**Exercise directions**.
Output the material exactly, with every line intact.

**Data provided**.
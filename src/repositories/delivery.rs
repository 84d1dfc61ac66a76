//! Delivery record repository
//!
//! Tracks the outcome of delivering each (tenant, currency, date) triple to
//! the external ledger. The unique triple constraint plus upsert-in-place is
//! what makes re-running a sync idempotent instead of duplicating entries.

use std::collections::HashSet;
use std::sync::Arc;

use chrono::{NaiveDate, Utc};
use rust_decimal::Decimal;
use sea_orm::{
    ActiveModelTrait, ColumnTrait, DatabaseConnection, EntityTrait, IntoActiveModel, QueryFilter,
    Set,
};
use uuid::Uuid;

use super::RepositoryError;
use crate::models::delivery_record::{self, Entity as DeliveryRecord, status};

/// Outcome fields for one delivery attempt.
#[derive(Debug, Clone)]
pub struct DeliveryOutcomeRecord {
    pub tenant_id: Uuid,
    pub currency_code: String,
    pub rate_date: NaiveDate,
    pub rate: Decimal,
    pub status: &'static str,
    pub sync_token: Option<String>,
    pub error: Option<String>,
}

/// Repository for delivery-record database operations
#[derive(Clone)]
pub struct DeliveryRepository {
    db: Arc<DatabaseConnection>,
}

impl DeliveryRepository {
    /// Creates a new DeliveryRepository instance
    pub fn new(db: Arc<DatabaseConnection>) -> Self {
        Self { db }
    }

    /// Insert or update the record for the outcome's (tenant, currency, date)
    /// triple.
    pub async fn record_outcome(
        &self,
        outcome: DeliveryOutcomeRecord,
    ) -> Result<delivery_record::Model, RepositoryError> {
        let now = Utc::now();
        let existing = self
            .find(outcome.tenant_id, &outcome.currency_code, outcome.rate_date)
            .await?;

        let model = match existing {
            Some(record) => {
                let mut active = record.into_active_model();
                active.status = Set(outcome.status.to_string());
                active.rate = Set(outcome.rate);
                active.sync_token = Set(outcome.sync_token);
                active.error = Set(outcome.error);
                active.synced_at = Set(now.into());
                active.updated_at = Set(now.into());
                active.update(self.db.as_ref()).await?
            }
            None => {
                let active = delivery_record::ActiveModel {
                    id: Set(Uuid::new_v4()),
                    tenant_id: Set(outcome.tenant_id),
                    currency_code: Set(outcome.currency_code.clone()),
                    rate_date: Set(outcome.rate_date),
                    status: Set(outcome.status.to_string()),
                    rate: Set(outcome.rate),
                    sync_token: Set(outcome.sync_token),
                    error: Set(outcome.error),
                    synced_at: Set(now.into()),
                    created_at: Set(now.into()),
                    updated_at: Set(now.into()),
                };
                active.insert(self.db.as_ref()).await?
            }
        };

        Ok(model)
    }

    /// Find the record for one (tenant, currency, date) triple.
    pub async fn find(
        &self,
        tenant_id: Uuid,
        currency_code: &str,
        rate_date: NaiveDate,
    ) -> Result<Option<delivery_record::Model>, RepositoryError> {
        Ok(DeliveryRecord::find()
            .filter(delivery_record::Column::TenantId.eq(tenant_id))
            .filter(delivery_record::Column::CurrencyCode.eq(currency_code))
            .filter(delivery_record::Column::RateDate.eq(rate_date))
            .one(self.db.as_ref())
            .await?)
    }

    /// Currency codes already successfully delivered to a tenant for a date.
    pub async fn delivered_codes(
        &self,
        tenant_id: Uuid,
        rate_date: NaiveDate,
    ) -> Result<HashSet<String>, RepositoryError> {
        let records = DeliveryRecord::find()
            .filter(delivery_record::Column::TenantId.eq(tenant_id))
            .filter(delivery_record::Column::RateDate.eq(rate_date))
            .filter(delivery_record::Column::Status.eq(status::SUCCESS))
            .all(self.db.as_ref())
            .await?;

        Ok(records.into_iter().map(|r| r.currency_code).collect())
    }

    /// All records for a tenant and date, regardless of status.
    pub async fn for_tenant_date(
        &self,
        tenant_id: Uuid,
        rate_date: NaiveDate,
    ) -> Result<Vec<delivery_record::Model>, RepositoryError> {
        Ok(DeliveryRecord::find()
            .filter(delivery_record::Column::TenantId.eq(tenant_id))
            .filter(delivery_record::Column::RateDate.eq(rate_date))
            .all(self.db.as_ref())
            .await?)
    }
}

**Written answer**.
filename src/repositories/delivery.rs
repository 84d1dfc61ac66a76
//! Delivery record repository
//!
//! Tracks the outcome of delivering each (tenant, currency, date) triple to
//! the external ledger. The unique triple constraint plus upsert-in-place is
//! what makes re-running a sync idempotent instead of duplicating entries.

use std::collections::HashSet;
use std::sync::Arc;

use chrono::{NaiveDate, Utc};
use rust_decimal::Decimal;
use sea_orm::{
    ActiveModelTrait, ColumnTrait, DatabaseConnection, EntityTrait, IntoActiveModel, QueryFilter,
    Set,
};
use uuid::Uuid;

use super::RepositoryError;
use crate::models::delivery_record::{self, Entity as DeliveryRecord, status};

/// Outcome fields for one delivery attempt.
#[derive(Debug, Clone)]
pub struct DeliveryOutcomeRecord {
    pub tenant_id: Uuid,
    pub currency_code: String,
    pub rate_date: NaiveDate,
    pub rate: Decimal,
    pub status: &'static str,
    pub sync_token: Option<String>,
    pub error: Option<String>,
}

/// Repository for delivery-record database operations
#[derive(Clone)]
pub struct DeliveryRepository {
    db: Arc<DatabaseConnection>,
}

impl DeliveryRepository {
    /// Creates a new DeliveryRepository instance
    pub fn new(db: Arc<DatabaseConnection>) -> Self {
        Self { db }
    }

    /// Insert or update the record for the outcome's (tenant, currency, date)
    /// triple.
    pub async fn record_outcome(
        &self,
        outcome: DeliveryOutcomeRecord,
    ) -> Result<delivery_record::Model, RepositoryError> {
        let now = Utc::now();
        let existing = self
            .find(outcome.tenant_id, &outcome.currency_code, outcome.rate_date)
            .await?;

        let model = match existing {
            Some(record) => {
                let mut active = record.into_active_model();
                active.status = Set(outcome.status.to_string());
                active.rate = Set(outcome.rate);
                active.sync_token = Set(outcome.sync_token);
                active.error = Set(outcome.error);
                active.synced_at = Set(now.into());
                active.updated_at = Set(now.into());
                active.update(self.db.as_ref()).await?
            }
            None => {
                let active = delivery_record::ActiveModel {
                    id: Set(Uuid::new_v4()),
                    tenant_id: Set(outcome.tenant_id),
                    currency_code: Set(outcome.currency_code.clone()),
                    rate_date: Set(outcome.rate_date),
                    status: Set(outcome.status.to_string()),
                    rate: Set(outcome.rate),
                    sync_token: Set(outcome.sync_token),
                    error: Set(outcome.error),
                    synced_at: Set(now.into()),
                    created_at: Set(now.into()),
                    updated_at: Set(now.into()),
                };
                active.insert(self.db.as_ref()).await?
            }
        };

        Ok(model)
    }

    /// Find the record for one (tenant, currency, date) triple.
    pub async fn find(
        &self,
        tenant_id: Uuid,
        currency_code: &str,
        rate_date: NaiveDate,
    ) -> Result<Option<delivery_record::Model>, RepositoryError> {
        Ok(DeliveryRecord::find()
            .filter(delivery_record::Column::TenantId.eq(tenant_id))
            .filter(delivery_record::Column::CurrencyCode.eq(currency_code))
            .filter(delivery_record::Column::RateDate.eq(rate_date))
            .one(self.db.as_ref())
            .await?)
    }

    /// Currency codes already successfully delivered to a tenant for a date.
    pub async fn delivered_codes(
        &self,
        tenant_id: Uuid,
        rate_date: NaiveDate,
    ) -> Result<HashSet<String>, RepositoryError> {
        let records = DeliveryRecord::find()
            .filter(delivery_record::Column::TenantId.eq(tenant_id))
            .filter(delivery_record::Column::RateDate.eq(rate_date))
            .filter(delivery_record::Column::Status.eq(status::SUCCESS))
            .all(self.db.as_ref())
            .await?;

        Ok(records.into_iter().map(|r| r.currency_code).collect())
    }

    /// All records for a tenant and date, regardless of status.
    pub async fn for_tenant_date(
        &self,
        tenant_id: Uuid,
        rate_date: NaiveDate,
    ) -> Result<Vec<delivery_record::Model>, RepositoryError> {
        Ok(DeliveryRecord::find()
            .filter(delivery_record::Column::TenantId.eq(tenant_id))
            .filter(delivery_record::Column::RateDate.eq(rate_date))
            .all(self.db.as_ref())
            .await?)
    }
}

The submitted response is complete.